Steve is an absolute inspiration to me in loads of ways – musically, politically, just how he carries himself, really.
Steve Cobby (producer, DJ, musician) has a long CV including Fila Brazilia, remixing Radiohead among many others and starting labels Pork and Declasse as well as numerous collaborations. A respected musician who downplays his genius as the ‘Don of Downtempo’. I am not the first person to say he reminds them of a techno James Robertson Justice in some photographs.
Russ is definitely as great as he sounds. I’ve no doubt you’d be thoroughly entertained in his company. He’s a genuine raconteur and he’s very wordly wise.
Russ Litten is an acclaimed author,(Scream If You Want To Go Faster, …) and writer in residence at a prison in the North of England. Calling him ‘Hull’s answer to Irvine Welsh’ does him a massive disservice. He is a scruff, “I’m not, I’m rakishly inelegant!” and on the one occasion he was pictured in a suit, a friend remarked, ‘You wear a suit like an escapologist wears a straitjacket’.

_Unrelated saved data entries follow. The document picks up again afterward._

// Copyright 2022 Sean Gillespie.
//
// Licensed under the Apache License, Version 2.0 <LICENSE-APACHE or
// http://www.apache.org/licenses/LICENSE-2.0> or the MIT license
// <LICENSE-MIT or http://opensource.org/licenses/MIT>, at your
// option. This file may not be copied, modified, or distributed
// except according to those terms.

//! Pieces and the geometry each kind of piece moves with.

use std::fmt;

use crate::{
    core::{
        patterns, resolve_path, Color, Coordinate, Direction, MovementPattern, NoPathFound, Path,
        PieceKind, MAX_SLIDE,
    },
    score::Score,
};

/// Whether a pawn may still make its two-square opening advance. A pawn moves from `HasNotMoved` to `HasMoved`
/// exactly once, the first time it is relocated, and never back.
#[derive(Copy, Clone, Debug, PartialEq, Eq)]
pub enum PawnState {
    HasNotMoved,
    HasMoved,
}

/// The closed set of piece kinds, carrying whatever state a kind needs to decide how it moves.
#[derive(Copy, Clone, Debug, PartialEq, Eq)]
pub enum Role {
    Pawn(PawnState),
    Knight,
    Bishop,
    Rook,
    Queen,
    King,
}

impl Role {
    pub fn kind(self) -> PieceKind {
        match self {
            Role::Pawn(_) => PieceKind::Pawn,
            Role::Knight => PieceKind::Knight,
            Role::Bishop => PieceKind::Bishop,
            Role::Rook => PieceKind::Rook,
            Role::Queen => PieceKind::Queen,
            Role::King => PieceKind::King,
        }
    }
}

/// A piece on the board: its identity (kind and color) together with the square it currently stands on.
#[derive(Copy, Clone, Debug, PartialEq, Eq)]
pub struct Piece {
    color: Color,
    role: Role,
    position: Coordinate,
}

impl Piece {
    /// Creates a piece as it stands at the start of a game. Pawns have not moved yet.
    pub fn new(kind: PieceKind, color: Color, position: Coordinate) -> Piece {
        Piece::with_pawn_state(kind, color, position, PawnState::HasNotMoved)
    }

    /// Creates a piece recovered from a saved board. A pawn counts as unmoved only while it stands on its color's
    /// starting rank, since a saved board does not record move history.
    pub fn restore(kind: PieceKind, color: Color, position: Coordinate) -> Piece {
        let state = if position.rank() == color.pawn_rank() {
            PawnState::HasNotMoved
        } else {
            PawnState::HasMoved
        };

        Piece::with_pawn_state(kind, color, position, state)
    }

    fn with_pawn_state(
        kind: PieceKind,
        color: Color,
        position: Coordinate,
        state: PawnState,
    ) -> Piece {
        let role = match kind {
            PieceKind::Pawn => Role::Pawn(state),
            PieceKind::Knight => Role::Knight,
            PieceKind::Bishop => Role::Bishop,
            PieceKind::Rook => Role::Rook,
            PieceKind::Queen => Role::Queen,
            PieceKind::King => Role::King,
        };

        Piece {
            color,
            role,
            position,
        }
    }

    pub fn color(&self) -> Color {
        self.color
    }

    pub fn role(&self) -> Role {
        self.role
    }

    pub fn kind(&self) -> PieceKind {
        self.role.kind()
    }

    pub fn position(&self) -> Coordinate {
        self.position
    }

    pub fn is_mine(&self, color: Color) -> bool {
        self.color == color
    }

    pub fn is_pawn(&self) -> bool {
        matches!(self.role, Role::Pawn(_))
    }

    pub fn is_king(&self) -> bool {
        self.role == Role::King
    }

    /// The nominal value this piece contributes to its side's score.
    pub fn score(&self) -> Score {
        let value = match self.role {
            Role::Pawn(_) => 1.0,
            Role::Knight => 2.5,
            Role::Bishop => 3.0,
            Role::Rook => 5.0,
            Role::Queen => 9.0,
            Role::King => 0.0,
        };

        Score::new(value)
    }

    /// Patterns for moving onto an empty square.
    pub fn movement_patterns(&self) -> Vec<MovementPattern> {
        match self.role {
            Role::Pawn(PawnState::HasNotMoved) => {
                vec![MovementPattern::new(self.color.forward(), 2)]
            }
            Role::Pawn(PawnState::HasMoved) => vec![MovementPattern::step(self.color.forward())],
            Role::Knight => patterns(&Direction::KNIGHT, 1),
            Role::Bishop => patterns(&Direction::DIAGONAL, MAX_SLIDE),
            Role::Rook => patterns(&Direction::ORTHOGONAL, MAX_SLIDE),
            Role::Queen => patterns(&Direction::UNIT, MAX_SLIDE),
            Role::King => patterns(&Direction::UNIT, 1),
        }
    }

    /// Patterns for moving onto a square held by an opposing piece. Only pawns capture differently from how they move.
    pub fn attack_patterns(&self) -> Vec<MovementPattern> {
        match (self.role, self.color) {
            (Role::Pawn(_), Color::White) => vec![
                MovementPattern::step(Direction::NorthWest),
                MovementPattern::step(Direction::NorthEast),
            ],
            (Role::Pawn(_), Color::Black) => vec![
                MovementPattern::step(Direction::SouthWest),
                MovementPattern::step(Direction::SouthEast),
            ],
            _ => self.movement_patterns(),
        }
    }

    pub fn movable_path<F>(&self, end: Coordinate, occupancy: F) -> Result<Path, NoPathFound>
    where
        F: Fn(Coordinate) -> Option<Color>,
    {
        resolve_path(&self.movement_patterns(), self.position, end, occupancy)
    }

    pub fn attackable_path<F>(&self, end: Coordinate, occupancy: F) -> Result<Path, NoPathFound>
    where
        F: Fn(Coordinate) -> Option<Color>,
    {
        resolve_path(&self.attack_patterns(), self.position, end, occupancy)
    }

    /// Relocates this piece. The first relocation of a pawn permanently takes away its two-square advance.
    pub fn change_position(&mut self, position: Coordinate) {
        self.position = position;
        if let Role::Pawn(PawnState::HasNotMoved) = self.role {
            self.role = Role::Pawn(PawnState::HasMoved);
        }
    }
}

impl fmt::Display for Piece {
    fn fmt(&self, f: &mut fmt::Formatter<'_>) -> fmt::Result {
        let c = self.kind().to_string();
        match self.color {
            Color::White => write!(f, "{}", c.to_uppercase()),
            Color::Black => write!(f, "{}", c),
        }
    }
}

#[cfg(test)]
mod tests {
    use super::*;

    fn sq(file: i32, rank: i32) -> Coordinate {
        Coordinate::new(file, rank).unwrap()
    }

    fn empty(_: Coordinate) -> Option<Color> {
        None
    }

    mod pawn {
        use super::*;

        #[test]
        fn opening_double_step() {
            let pawn = Piece::new(PieceKind::Pawn, Color::White, sq(4, 1));
            let path = pawn.movable_path(sq(4, 3), empty).unwrap();
            assert_eq!(path.as_slice(), &[sq(4, 2)]);
        }

        #[test]
        fn double_step_collapses_after_first_move() {
            let mut pawn = Piece::new(PieceKind::Pawn, Color::Black, sq(3, 6));
            pawn.change_position(sq(3, 5));
            assert_eq!(pawn.role(), Role::Pawn(PawnState::HasMoved));
            assert!(pawn.movable_path(sq(3, 3), empty).is_err());
            assert!(pawn.movable_path(sq(3, 4), empty).is_ok());
        }

        #[test]
        fn double_step_blocked() {
            let pawn = Piece::new(PieceKind::Pawn, Color::White, sq(4, 1));
            let blocked = |c: Coordinate| (c == sq(4, 2)).then(|| Color::Black);
            assert!(pawn.movable_path(sq(4, 3), blocked).is_err());
        }

        #[test]
        fn cannot_move_backwards() {
            let pawn = Piece::new(PieceKind::Pawn, Color::White, sq(4, 3));
            assert!(pawn.movable_path(sq(4, 2), empty).is_err());
        }

        #[test]
        fn attacks_diagonally_forward() {
            let pawn = Piece::new(PieceKind::Pawn, Color::White, sq(4, 3));
            assert!(pawn.attackable_path(sq(5, 4), empty).is_ok());
            assert!(pawn.attackable_path(sq(3, 4), empty).is_ok());
            assert!(pawn.attackable_path(sq(4, 4), empty).is_err());
            assert!(pawn.attackable_path(sq(5, 2), empty).is_err());
        }

        #[test]
        fn restore_infers_state_from_rank() {
            let home = Piece::restore(PieceKind::Pawn, Color::Black, sq(0, 6));
            let advanced = Piece::restore(PieceKind::Pawn, Color::Black, sq(0, 5));
            assert_eq!(home.role(), Role::Pawn(PawnState::HasNotMoved));
            assert_eq!(advanced.role(), Role::Pawn(PawnState::HasMoved));
        }
    }

    #[test]
    fn knight_jumps() {
        let knight = Piece::new(PieceKind::Knight, Color::White, sq(1, 0));
        let crowded = |_: Coordinate| Some(Color::White);
        assert!(knight.movable_path(sq(2, 2), crowded).is_ok());
        assert!(knight.movable_path(sq(0, 2), crowded).is_ok());
        assert!(knight.movable_path(sq(3, 1), crowded).is_ok());
        assert!(knight.movable_path(sq(1, 2), crowded).is_err());
    }

    #[test]
    fn attack_matches_movement_for_non_pawns() {
        for kind in [
            PieceKind::Knight,
            PieceKind::Bishop,
            PieceKind::Rook,
            PieceKind::Queen,
            PieceKind::King,
        ] {
            let piece = Piece::new(kind, Color::Black, sq(3, 3));
            assert_eq!(piece.movement_patterns(), piece.attack_patterns());
            assert!(!piece.is_pawn());
        }
    }

    #[test]
    fn bishop_only_diagonal() {
        let bishop = Piece::new(PieceKind::Bishop, Color::White, sq(2, 0));
        assert!(bishop.movable_path(sq(7, 5), empty).is_ok());
        assert!(bishop.movable_path(sq(2, 5), empty).is_err());
    }

    #[test]
    fn nominal_scores() {
        let at = sq(0, 0);
        assert_eq!(Piece::new(PieceKind::Queen, Color::White, at).score(), Score::new(9.0));
        assert_eq!(Piece::new(PieceKind::Knight, Color::White, at).score(), Score::new(2.5));
        assert_eq!(Piece::new(PieceKind::King, Color::White, at).score(), Score::new(0.0));
    }

    #[test]
    fn display() {
        assert_eq!(Piece::new(PieceKind::Rook, Color::White, sq(0, 0)).to_string(), "R");
        assert_eq!(Piece::new(PieceKind::Rook, Color::Black, sq(0, 7)).to_string(), "r");
    }
}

Cobby provided the music for Hull’s promo video for its successful City of Culture 2017 bid. His offer to put on some events featuring the musician friends he has made over the past thirty years met with a tentative, lukewarm reception, so he is setting up his own City of Vultures night. A report in the local paper stated that Hull City of Culture had 650 applications for funding from local artist/creatives and 590 were rejected . A CoC suit attempted to explain on local radio here. I asked Russ Litten about it and he had this to say;
I think their total lack of engagement with the local artistic community reinforces the suspicion that Hull is merely the venue for the 2017 celebrations. As far as I can tell, it will have little to do with the culture that won the city the title in the first place. It’s like they’re having a party at our house but they didn’t invite us.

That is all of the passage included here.